BG's report, by its safety and environment directorate, says: "There were no injuries but the high potential for major loss deemed it necessary to instigate a thorough independent investigation." The report's executive summary concludes that there was "less than adequate planning of activities including risk assessment" and "less than adequate incident response management".
Health and Safety Executive (HSE) officials ordered BG to tighten up its procedures after the second leak, three weeks ago, even before its own investigation into the first leak had been completed.
A spokesman for the HSE confirmed that a full investigation of both gas leaks was under way and said legal action had not been ruled out.
BG said it would be "inappropriate" to comment in detail on the leaks while the HSE was in the middle of an investi-gation.
Unions claim the incidents, on 13 February and 20 May, bear an uncanny resemblance to the Piper Alpha gas leak.

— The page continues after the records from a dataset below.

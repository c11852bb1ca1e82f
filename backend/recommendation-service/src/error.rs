use crate::services::RecommendationError;
use actix_web::http::StatusCode;
use actix_web::{HttpResponse, ResponseError};
use serde::Serialize;
use thiserror::Error;

pub type Result<T> = std::result::Result<T, AppError>;

#[derive(Debug, Error)]
pub enum AppError {
    #[error("Not found: {0}")]
    NotFound(String),

    #[error("Validation error: {0}")]
    ValidationError(String),

    #[error("Authentication error: {0}")]
    Authentication(String),

    #[error("Service unavailable: {0}")]
    ServiceUnavailable(String),

    #[error("Internal server error: {0}")]
    Internal(String),
}

#[derive(Serialize)]
pub struct ErrorResponse {
    pub error: String,
    pub code: u16,
}

impl ResponseError for AppError {
    fn error_response(&self) -> HttpResponse {
        let code = self.status_code();
        let message = match self {
            AppError::NotFound(msg)
            | AppError::ValidationError(msg)
            | AppError::Authentication(msg)
            | AppError::ServiceUnavailable(msg)
            | AppError::Internal(msg) => msg.clone(),
        };

        HttpResponse::build(code).json(ErrorResponse {
            error: message,
            code: code.as_u16(),
        })
    }

    fn status_code(&self) -> StatusCode {
        match self {
            AppError::NotFound(_) => StatusCode::NOT_FOUND,
            AppError::ValidationError(_) => StatusCode::BAD_REQUEST,
            AppError::Authentication(_) => StatusCode::UNAUTHORIZED,
            AppError::ServiceUnavailable(_) => StatusCode::SERVICE_UNAVAILABLE,
            AppError::Internal(_) => StatusCode::INTERNAL_SERVER_ERROR,
        }
    }
}

impl From<RecommendationError> for AppError {
    fn from(err: RecommendationError) -> Self {
        match err {
            RecommendationError::UserNotFound(_) => AppError::NotFound(err.to_string()),
            RecommendationError::InvalidQuota { .. } => AppError::ValidationError(err.to_string()),
            // Store details stay in the logs
            RecommendationError::DataSourceUnavailable { pipeline, .. } => {
                AppError::ServiceUnavailable(format!("{pipeline} data source unavailable"))
            }
        }
    }
}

Roger Spiller, head of MSF's North Sea section, said: "Our members are very concerned that BG appears to have done nothing to sort out the problems."
The starting problem in both leaks appears to have been failure of a flange during maintenance work. Lord Cullen's inquiry into Piper Alpha found that that disaster was similarly caused by the failure of a flange and made safety recommendations to ensure that similar failures could not happen again.
BG confirmed it had hit trouble on Rough, which is used for the storage of gas to meet peak winter demands.
A formal statement, released yesterday about the 13 February incident, says: "This occurred during routine maintenance operations, when a seal failed during testing. This was an attended operation, and the leak was quickly controlled by operations staff offshore."
Of the 20 May incident, a company statement said: "The platform, which was in injection mode at the time, immediately shut down. There were no injuries or damage, and the platform was available for normal operations within half an hour."